## Problem details
Below are the records; retype each one exactly.
******
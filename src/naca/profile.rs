//! Surface profile generation.
//!
//! Both families share the classic thickness envelope and differ only in
//! their camber line. The generators are pure functions: same parameters,
//! same profile, no shared state between calls.

use serde::{Deserialize, Serialize};

use crate::naca::designation::{CamberLine, Designation};
use crate::naca::error::FoilResult;
use crate::naca::stations;

/// A closed airfoil section boundary.
///
/// `x` and `y` are parallel sequences of length `2 * stations`. Indices
/// `0..stations` hold the upper surface from the leading edge to the
/// trailing edge; indices `stations..` hold the lower surface at the same
/// stations in reverse order. Walking the sequence end to end therefore
/// traces one continuous loop around the section, ready for polyline
/// construction.
#[derive(Debug, Clone, PartialEq, Serialize, Deserialize)]
pub struct AirfoilProfile {
    /// Chordwise coordinates (fraction of chord).
    pub x: Vec<f64>,
    /// Offsets from the chord line (fraction of chord).
    pub y: Vec<f64>,
}

impl AirfoilProfile {
    /// Number of boundary points (`2 * stations`).
    #[must_use]
    pub fn len(&self) -> usize {
        self.x.len()
    }

    /// Returns `true` if the profile holds no points.
    #[must_use]
    pub fn is_empty(&self) -> bool {
        self.x.is_empty()
    }

    /// Number of chordwise stations per surface.
    #[must_use]
    pub fn stations(&self) -> usize {
        self.x.len() / 2
    }

    /// Iterates over the boundary points in loop order.
    pub fn points(&self) -> impl Iterator<Item = (f64, f64)> + '_ {
        self.x.iter().copied().zip(self.y.iter().copied())
    }

    /// Upper surface points, leading edge to trailing edge.
    #[must_use]
    pub fn upper(&self) -> (&[f64], &[f64]) {
        let s = self.stations();
        (&self.x[..s], &self.y[..s])
    }

    /// Lower surface points, trailing edge back to the leading edge.
    #[must_use]
    pub fn lower(&self) -> (&[f64], &[f64]) {
        let s = self.stations();
        (&self.x[s..], &self.y[s..])
    }
}

/// Half-thickness of the symmetric envelope at station `x`:
///
/// `yt = (t/0.2)(0.2969√x − 0.1260x − 0.3516x² + 0.2843x³ − 0.1015x⁴)`
///
/// added above and subtracted below the camber line.
fn thickness_envelope(t: f64, x: f64) -> f64 {
    let x2 = x * x;
    let x3 = x2 * x;
    let x4 = x3 * x;
    (t / 0.2) * (0.2969 * x.sqrt() - 0.1260 * x - 0.3516 * x2 + 0.2843 * x3 - 0.1015 * x4)
}

/// 4-digit camber line at station `x`.
///
/// Two parabolic arcs meeting at the maximum-camber station `p`:
///
/// - `x < p`: `yc = (m/p²)(2px − x²)`
/// - `x ≥ p`: `yc = (m/(1−p)²)((1−2p) + 2px − x²)`
///
/// A symmetric section (`m = 0`) stays on the chord line regardless of
/// `p`, so `p = 0` never divides by zero.
fn camber_four_digit(m: f64, p: f64, x: f64) -> f64 {
    if m == 0.0 {
        0.0
    } else if x < p {
        (m / (p * p)) * (2.0 * p * x - x * x)
    } else {
        (m / ((1.0 - p) * (1.0 - p))) * ((1.0 - 2.0 * p) + 2.0 * p * x - x * x)
    }
}

/// 5-digit camber line at station `x`.
///
/// Cubic forward of the breakpoint `m`, linear run-out behind it:
///
/// - `x ≤ m`: `yc = (k1/6)(x³ − 3mx² + m²(3−m)x)`
/// - `x > m`: `yc = (k1/6)m³(1 − x)`
fn camber_five_digit(m: f64, k1: f64, x: f64) -> f64 {
    if x > m {
        (k1 / 6.0) * m * m * m * (1.0 - x)
    } else {
        (k1 / 6.0) * (x * x * x - 3.0 * m * x * x + m * m * (3.0 - m) * x)
    }
}

/// Fills the closed boundary loop for a camber line and thickness.
///
/// Station `i` lands at index `i` (upper surface) and at the mirrored
/// index `2·stations − 1 − i` (lower surface), closing the loop through
/// the trailing edge.
fn surface_loop(
    camber: impl Fn(f64) -> f64,
    t: f64,
    station_count: usize,
) -> FoilResult<AirfoilProfile> {
    let chord = stations::taper_sequence(station_count)?;
    let count = 2 * station_count;
    let mut xs = vec![0.0; count];
    let mut ys = vec![0.0; count];

    for (i, &x) in chord.iter().enumerate() {
        let j = count - 1 - i;
        let yc = camber(x);
        let yt = thickness_envelope(t, x);
        xs[i] = x;
        ys[i] = yc + yt;
        xs[j] = x;
        ys[j] = yc - yt;
    }

    Ok(AirfoilProfile { x: xs, y: ys })
}

/// Generates a 4-digit family profile.
///
/// `m` is the maximum camber, `p` its chordwise station and `t` the
/// maximum thickness, all as fractions of chord.
///
/// # Errors
///
/// Returns [`crate::naca::FoilError::TooFewStations`] if `station_count`
/// is below [`stations::MIN_STATIONS`].
pub fn four_digit(m: f64, p: f64, t: f64, station_count: usize) -> FoilResult<AirfoilProfile> {
    surface_loop(|x| camber_four_digit(m, p, x), t, station_count)
}

/// Generates a 5-digit family profile.
///
/// `m` is the camber-line breakpoint, `t` the maximum thickness and `k1`
/// the design-lift constant from the camber table.
///
/// # Errors
///
/// Returns [`crate::naca::FoilError::TooFewStations`] if `station_count`
/// is below [`stations::MIN_STATIONS`].
pub fn five_digit(m: f64, t: f64, k1: f64, station_count: usize) -> FoilResult<AirfoilProfile> {
    surface_loop(|x| camber_five_digit(m, k1, x), t, station_count)
}

/// Generates the profile for a parsed designation.
///
/// Dispatches to the generator matching the designation's camber-line
/// family.
///
/// # Errors
///
/// Returns [`crate::naca::FoilError::TooFewStations`] if `station_count`
/// is below [`stations::MIN_STATIONS`].
pub fn generate(designation: &Designation, station_count: usize) -> FoilResult<AirfoilProfile> {
    let params = &designation.parameters;
    match params.camber {
        CamberLine::FourDigit {
            max_camber,
            position,
        } => four_digit(max_camber, position, params.thickness, station_count),
        CamberLine::FiveDigit { max_camber, k1, .. } => {
            five_digit(max_camber, params.thickness, k1, station_count)
        }
    }
}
******
## Response for this exercise
filename src/naca/profile.rs
//! Surface profile generation.
//!
//! Both families share the classic thickness envelope and differ only in
//! their camber line. The generators are pure functions: same parameters,
//! same profile, no shared state between calls.

use serde::{Deserialize, Serialize};

use crate::naca::designation::{CamberLine, Designation};
use crate::naca::error::FoilResult;
use crate::naca::stations;

/// A closed airfoil section boundary.
///
/// `x` and `y` are parallel sequences of length `2 * stations`. Indices
/// `0..stations` hold the upper surface from the leading edge to the
/// trailing edge; indices `stations..` hold the lower surface at the same
/// stations in reverse order. Walking the sequence end to end therefore
/// traces one continuous loop around the section, ready for polyline
/// construction.
#[derive(Debug, Clone, PartialEq, Serialize, Deserialize)]
pub struct AirfoilProfile {
    /// Chordwise coordinates (fraction of chord).
    pub x: Vec<f64>,
    /// Offsets from the chord line (fraction of chord).
    pub y: Vec<f64>,
}

impl AirfoilProfile {
    /// Number of boundary points (`2 * stations`).
    #[must_use]
    pub fn len(&self) -> usize {
        self.x.len()
    }

    /// Returns `true` if the profile holds no points.
    #[must_use]
    pub fn is_empty(&self) -> bool {
        self.x.is_empty()
    }

    /// Number of chordwise stations per surface.
    #[must_use]
    pub fn stations(&self) -> usize {
        self.x.len() / 2
    }

    /// Iterates over the boundary points in loop order.
    pub fn points(&self) -> impl Iterator<Item = (f64, f64)> + '_ {
        self.x.iter().copied().zip(self.y.iter().copied())
    }

    /// Upper surface points, leading edge to trailing edge.
    #[must_use]
    pub fn upper(&self) -> (&[f64], &[f64]) {
        let s = self.stations();
        (&self.x[..s], &self.y[..s])
    }

    /// Lower surface points, trailing edge back to the leading edge.
    #[must_use]
    pub fn lower(&self) -> (&[f64], &[f64]) {
        let s = self.stations();
        (&self.x[s..], &self.y[s..])
    }
}

/// Half-thickness of the symmetric envelope at station `x`:
///
/// `yt = (t/0.2)(0.2969√x − 0.1260x − 0.3516x² + 0.2843x³ − 0.1015x⁴)`
///
/// added above and subtracted below the camber line.
fn thickness_envelope(t: f64, x: f64) -> f64 {
    let x2 = x * x;
    let x3 = x2 * x;
    let x4 = x3 * x;
    (t / 0.2) * (0.2969 * x.sqrt() - 0.1260 * x - 0.3516 * x2 + 0.2843 * x3 - 0.1015 * x4)
}

/// 4-digit camber line at station `x`.
///
/// Two parabolic arcs meeting at the maximum-camber station `p`:
///
/// - `x < p`: `yc = (m/p²)(2px − x²)`
/// - `x ≥ p`: `yc = (m/(1−p)²)((1−2p) + 2px − x²)`
///
/// A symmetric section (`m = 0`) stays on the chord line regardless of
/// `p`, so `p = 0` never divides by zero.
fn camber_four_digit(m: f64, p: f64, x: f64) -> f64 {
    if m == 0.0 {
        0.0
    } else if x < p {
        (m / (p * p)) * (2.0 * p * x - x * x)
    } else {
        (m / ((1.0 - p) * (1.0 - p))) * ((1.0 - 2.0 * p) + 2.0 * p * x - x * x)
    }
}

/// 5-digit camber line at station `x`.
///
/// Cubic forward of the breakpoint `m`, linear run-out behind it:
///
/// - `x ≤ m`: `yc = (k1/6)(x³ − 3mx² + m²(3−m)x)`
/// - `x > m`: `yc = (k1/6)m³(1 − x)`
fn camber_five_digit(m: f64, k1: f64, x: f64) -> f64 {
    if x > m {
        (k1 / 6.0) * m * m * m * (1.0 - x)
    } else {
        (k1 / 6.0) * (x * x * x - 3.0 * m * x * x + m * m * (3.0 - m) * x)
    }
}

/// Fills the closed boundary loop for a camber line and thickness.
///
/// Station `i` lands at index `i` (upper surface) and at the mirrored
/// index `2·stations − 1 − i` (lower surface), closing the loop through
/// the trailing edge.
fn surface_loop(
    camber: impl Fn(f64) -> f64,
    t: f64,
    station_count: usize,
) -> FoilResult<AirfoilProfile> {
    let chord = stations::taper_sequence(station_count)?;
    let count = 2 * station_count;
    let mut xs = vec![0.0; count];
    let mut ys = vec![0.0; count];

    for (i, &x) in chord.iter().enumerate() {
        let j = count - 1 - i;
        let yc = camber(x);
        let yt = thickness_envelope(t, x);
        xs[i] = x;
        ys[i] = yc + yt;
        xs[j] = x;
        ys[j] = yc - yt;
    }

    Ok(AirfoilProfile { x: xs, y: ys })
}

/// Generates a 4-digit family profile.
///
/// `m` is the maximum camber, `p` its chordwise station and `t` the
/// maximum thickness, all as fractions of chord.
///
/// # Errors
///
/// Returns [`crate::naca::FoilError::TooFewStations`] if `station_count`
/// is below [`stations::MIN_STATIONS`].
pub fn four_digit(m: f64, p: f64, t: f64, station_count: usize) -> FoilResult<AirfoilProfile> {
    surface_loop(|x| camber_four_digit(m, p, x), t, station_count)
}

/// Generates a 5-digit family profile.
///
/// `m` is the camber-line breakpoint, `t` the maximum thickness and `k1`
/// the design-lift constant from the camber table.
///
/// # Errors
///
/// Returns [`crate::naca::FoilError::TooFewStations`] if `station_count`
/// is below [`stations::MIN_STATIONS`].
pub fn five_digit(m: f64, t: f64, k1: f64, station_count: usize) -> FoilResult<AirfoilProfile> {
    surface_loop(|x| camber_five_digit(m, k1, x), t, station_count)
}

/// Generates the profile for a parsed designation.
///
/// Dispatches to the generator matching the designation's camber-line
/// family.
///
/// # Errors
///
/// Returns [`crate::naca::FoilError::TooFewStations`] if `station_count`
/// is below [`stations::MIN_STATIONS`].
pub fn generate(designation: &Designation, station_count: usize) -> FoilResult<AirfoilProfile> {
    let params = &designation.parameters;
    match params.camber {
        CamberLine::FourDigit {
            max_camber,
            position,
        } => four_digit(max_camber, position, params.thickness, station_count),
        CamberLine::FiveDigit { max_camber, k1, .. } => {
            five_digit(max_camber, params.thickness, k1, station_count)
        }
    }
}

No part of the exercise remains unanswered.